The paper presents a comprehensive numerical study of gamma‑ray burst (GRB) afterglows that explicitly incorporates jet geometry into the standard relativistic external‑shock model. The authors assume that the afterglow emission originates from synchrotron radiation of relativistic electrons with a power‑law energy distribution ((N(\gamma_e)\propto\gamma_e^{-p})) accelerated at the forward shock as it decelerates in the circumburst medium.

A key methodological advance is the solution of the full, time‑, angle‑, and frequency‑dependent special‑relativistic radiative transfer equation in the comoving frame. Instead of relying on the usual analytic approximations (e.g., homogeneous spherical shells, thin‑shell emission), they employ a long‑characteristics method that integrates the transfer equation along photon trajectories, fully accounting for Doppler shifts, light‑travel‑time effects, and angular dependence of the intensity. This three‑dimensional (time, polar angle, frequency) treatment yields the surface intensity as a function of observer time and viewing angle.

The numerical setup includes a parametrized jet opening angle (\theta_j) (2°, 5°, 10°) and allows for lateral expansion with a prescribed transverse velocity. The external medium density is modeled as (\rho\propto r^{-k}) (k = 0 for uniform ISM, k = 2 for a stellar wind). The dynamics of the blast wave follow the Bland‑Friedmann equations adapted to a relativistic jet, providing the evolution of bulk Lorentz factor, shock radius, and post‑shock magnetic field.

Results show that for narrow jets the early afterglow light curve mimics that of a spherical outflow, but once the jet decelerates enough for lateral spreading to become significant, a pronounced “jet break” appears. The break time scales roughly as (t_{\rm break}\propto (\theta_j)^{2}) for a uniform medium, consistent with analytic expectations, but the detailed shape of the break depends sensitively on the observer’s angle (\theta_{\rm obs}) relative to the jet axis. When (\theta_{\rm obs}=0) (on‑axis) the decline after the break is steep ((F_\nu\propto t^{-p})), whereas an off‑axis observer ((\theta_{\rm obs}\sim0.5\theta_j)) experiences a smoother transition because of geometric time‑delay effects.

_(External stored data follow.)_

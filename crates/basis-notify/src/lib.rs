//! Alert delivery over the Telegram bot API.
//!
//! Delivery is best effort per recipient: a rejected or unreachable chat is
//! logged and skipped so the remaining recipients still get the message.
//! Delivery never feeds back into the decision engine.

pub mod error;

use std::time::Duration;

use serde_json::json;
use tracing::{debug, warn};

pub use error::{NotifyError, Result};

const REQUEST_TIMEOUT: Duration = Duration::from_secs(10);
const DEFAULT_API_BASE: &str = "https://api.telegram.org";

pub struct TelegramNotifier {
    http: reqwest::Client,
    token: String,
    chat_ids: Vec<i64>,
    api_base: String,
}

impl TelegramNotifier {
    pub fn new(token: impl Into<String>, chat_ids: Vec<i64>) -> Result<Self> {
        Self::with_api_base(token, chat_ids, DEFAULT_API_BASE)
    }

    /// Point the notifier at a different API host, for tests or a proxy.
    pub fn with_api_base(
        token: impl Into<String>,
        chat_ids: Vec<i64>,
        api_base: impl Into<String>,
    ) -> Result<Self> {
        let http = reqwest::Client::builder()
            .timeout(REQUEST_TIMEOUT)
            .build()?;
        Ok(Self {
            http,
            token: token.into(),
            chat_ids,
            api_base: api_base.into().trim_end_matches('/').to_string(),
        })
    }

    /// Send `text` to every configured chat. Returns how many deliveries
    /// succeeded. Empty text is refused outright.
    pub async fn send_all(&self, text: &str) -> usize {
        if text.is_empty() {
            warn!("Refusing to send empty message");
            return 0;
        }

        let url = format!("{}/bot{}/sendMessage", self.api_base, self.token);
        let mut delivered = 0;

        for chat_id in &self.chat_ids {
            let outcome = self
                .http
                .post(&url)
                .json(&json!({ "chat_id": chat_id, "text": text }))
                .send()
                .await
                .and_then(|resp| resp.error_for_status());

            match outcome {
                Ok(_) => {
                    debug!(chat_id, "Message delivered");
                    delivered += 1;
                }
                Err(err) => warn!(chat_id, error = %err, "Message delivery failed"),
            }
        }

        delivered
    }
}

#[cfg(test)]
mod tests {
    use super::*;

    #[tokio::test]
    async fn test_sends_to_every_chat() {
        let mut server = mockito::Server::new_async().await;
        let mock = server
            .mock("POST", "/botTOKEN/sendMessage")
            .match_header("content-type", "application/json")
            .with_status(200)
            .with_body(r#"{"ok": true}"#)
            .expect(2)
            .create_async()
            .await;

        let notifier =
            TelegramNotifier::with_api_base("TOKEN", vec![11, 22], server.url()).unwrap();
        assert_eq!(notifier.send_all("[system] hello").await, 2);
        mock.assert_async().await;
    }

    #[tokio::test]
    async fn test_one_rejection_does_not_block_the_rest() {
        let mut server = mockito::Server::new_async().await;
        server
            .mock("POST", "/botTOKEN/sendMessage")
            .match_body(mockito::Matcher::PartialJsonString(
                r#"{"chat_id": 11}"#.to_string(),
            ))
            .with_status(403)
            .create_async()
            .await;
        server
            .mock("POST", "/botTOKEN/sendMessage")
            .match_body(mockito::Matcher::PartialJsonString(
                r#"{"chat_id": 22}"#.to_string(),
            ))
            .with_status(200)
            .create_async()
            .await;

        let notifier =
            TelegramNotifier::with_api_base("TOKEN", vec![11, 22], server.url()).unwrap();
        assert_eq!(notifier.send_all("alert").await, 1);
    }

    #[tokio::test]
    async fn test_empty_text_is_refused() {
        let mut server = mockito::Server::new_async().await;
        let mock = server
            .mock("POST", "/botTOKEN/sendMessage")
            .expect(0)
            .create_async()
            .await;

        let notifier = TelegramNotifier::with_api_base("TOKEN", vec![11], server.url()).unwrap();
        assert_eq!(notifier.send_all("").await, 0);
        mock.assert_async().await;
    }
}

Spectrally, the synchrotron peak frequency (\nu_m) and cooling frequency (\nu_c) evolve non‑linearly as the jet spreads. The lateral expansion causes a rapid drop of (\nu_m), moving it through the optical band earlier than in spherical models, which naturally explains simultaneous multi‑band steepenings observed in many GRBs. In wind‑like media the break occurs later and the spectral evolution is milder, reflecting the slower deceleration of the blast wave.

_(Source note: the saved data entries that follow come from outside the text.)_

//! Application orchestration.
//!
//! One `run` call is one schedule tick. The decision engine evaluates the
//! state as loaded (plus health tracking) so breakouts and re-notification
//! suppression compare against the previous tick, while the persisted state
//! already carries the current sample folded in.

use basis_core::{
    classify_at, is_pre_open_at, is_special_date, parse_special_dates, specific_instant_at,
    venue_now, Session, WatchState,
};
use basis_engine::{session_alert, track_fetch_outcome, update_daily_range};
use basis_feed::QuoteClient;
use basis_notify::TelegramNotifier;
use basis_store::StateStore;
use chrono::{DateTime, NaiveDate};
use chrono_tz::Tz;
use std::time::Duration;
use tracing::{debug, info, warn};

use crate::config::{AppConfig, Credentials};
use crate::error::AppResult;

pub struct Application {
    config: AppConfig,
    special_dates: Vec<NaiveDate>,
    quotes: QuoteClient,
    store: StateStore,
    notifier: TelegramNotifier,
}

impl Application {
    pub fn new(config: AppConfig, credentials: Credentials) -> AppResult<Self> {
        let special_dates = parse_special_dates(&config.special_dates);
        let quotes = QuoteClient::new()?;
        let store = StateStore::new(
            &config.store.base_url,
            &config.store.doc_id,
            credentials.store_token,
        )?;
        let notifier = match &config.notify.api_base {
            Some(base) => TelegramNotifier::with_api_base(
                &credentials.telegram_token,
                config.notify.chat_ids.clone(),
                base,
            )?,
            None => {
                TelegramNotifier::new(&credentials.telegram_token, config.notify.chat_ids.clone())?
            }
        };
        Ok(Self {
            config,
            special_dates,
            quotes,
            store,
            notifier,
        })
    }

    /// Run one tick against the current venue clock.
    pub async fn run(&self) -> AppResult<()> {
        self.run_at(venue_now()).await
    }

    /// Run one tick at a given venue-local instant.
    pub async fn run_at(&self, now: DateTime<Tz>) -> AppResult<()> {
        if is_special_date(&self.special_dates, now.date_naive()) {
            info!(date = %now.date_naive(), "Market holiday, skipping tick");
            return Ok(());
        }

        let session = classify_at(now);
        if !session.is_trading() {
            debug!(%session, "Market closed, skipping tick");
            return Ok(());
        }

        let mut state = self.store.load().await?;

        let (spot, future) = match self.resolve_quotes(session, now, &state).await {
            Ok(pair) => pair,
            Err(detail) => {
                warn!(error = %detail, "Quote fetch failed");
                if let Some(notice) = track_fetch_outcome(&mut state, Some(&detail)) {
                    self.notifier.send_all(&notice).await;
                }
                self.persist(&state).await;
                return Ok(());
            }
        };

        let recovery = track_fetch_outcome(&mut state, None);
        if let Some(notice) = &recovery {
            self.notifier.send_all(notice).await;
        }

        // The builder must see the pre-update extrema and last fields.
        let snapshot = state.clone();
        let range_changed = update_daily_range(&mut state, spot, future, session, now);

        // Always present: the session is trading here.
        let builder = match session_alert(session) {
            Some(builder) => builder,
            None => return Ok(()),
        };
        let mut decision = builder.build(&snapshot, spot, future, &self.config.engine);

        // Clock checkpoints always produce a heartbeat, reusing the alert
        // message when one fired in the same tick.
        if let Some(label) = specific_instant_at(now) {
            info!(label, "Clock checkpoint hit");
            if decision.message.is_none() {
                decision.message = Some(builder.summary(label, spot, future));
            }
            decision.notify = true;
        }

        if decision.notify {
            if let Some(message) = &decision.message {
                self.notifier.send_all(message).await;
            }
            self.persist(&state).await;
        } else if range_changed || recovery.is_some() {
            self.persist(&state).await;
        }

        Ok(())
    }

    /// Fetch both legs. When the cash market is not quoting (night session
    /// or before 09:00), a failed spot leg falls back to the stored morning
    /// close once the futures leg resolves, retrying the futures fetch a
    /// configured number of times first.
    async fn resolve_quotes(
        &self,
        session: Session,
        now: DateTime<Tz>,
        state: &WatchState,
    ) -> Result<(f64, f64), String> {
        let sample = self
            .quotes
            .fetch_pair(&self.config.quotes.spot, &self.config.quotes.future)
            .await;
        let mut spot = sample.spot;
        let mut future = sample.future;

        let cash_closed = session == Session::Night || is_pre_open_at(now);
        if spot.is_err() && cash_closed {
            // max_attempts counts retries on top of the initial fetch_pair.
            let retry = &self.config.quotes.retry;
            let mut attempt = 0;
            while future.is_err() && attempt < retry.max_attempts {
                attempt += 1;
                tokio::time::sleep(Duration::from_secs(retry.delay_secs)).await;
                debug!(attempt, "Retrying futures quote");
                future = self.quotes.fetch_value(&self.config.quotes.future).await;
            }
            if future.is_ok() {
                info!(
                    morning_close = state.last_spot,
                    "Cash market closed, substituting morning close"
                );
                spot = Ok(state.last_spot);
            }
        }

        match (spot, future) {
            (Ok(s), Ok(f)) => Ok((s, f)),
            (Err(e), Ok(_)) => Err(format!("spot: {e}")),
            (Ok(_), Err(e)) => Err(format!("futures: {e}")),
            (Err(s), Err(f)) => Err(format!("spot: {s}; futures: {f}")),
        }
    }

    /// Persistence failures are logged, never fatal: the next tick reloads
    /// and recomputes.
    async fn persist(&self, state: &WatchState) {
        if let Err(err) = self.store.save(state).await {
            warn!(error = %err, "State save failed");
        }
    }
}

By comparing synthetic light curves and spectra with observed afterglows, the authors demonstrate that typical GRB data are best reproduced with jet opening angles of 5°–10° and modest off‑axis viewing angles (≤0.5 θ_j). The long‑characteristics transfer solution reproduces subtle asymmetries in the intensity distribution that analytic approximations miss, especially for off‑axis observers.

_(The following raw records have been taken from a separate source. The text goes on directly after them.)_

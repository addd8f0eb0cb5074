//! Logging setup.

pub mod error;
pub mod logging;

pub use error::{TelemetryError, TelemetryResult};
pub use logging::init_logging;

The discussion emphasizes that jet geometry is a dominant factor shaping afterglow observables and that accurate modeling requires solving the full radiative transfer problem rather than relying on simplified prescriptions. The authors suggest extensions to include inhomogeneous media, electron re‑acceleration, and magnetization effects, which can be naturally incorporated into their numerical framework.

In conclusion, the study provides a robust, physics‑based tool for interpreting GRB afterglow data, clarifies the origin of jet breaks, and establishes the long‑characteristics radiative transfer method as essential for future high‑precision afterglow modeling.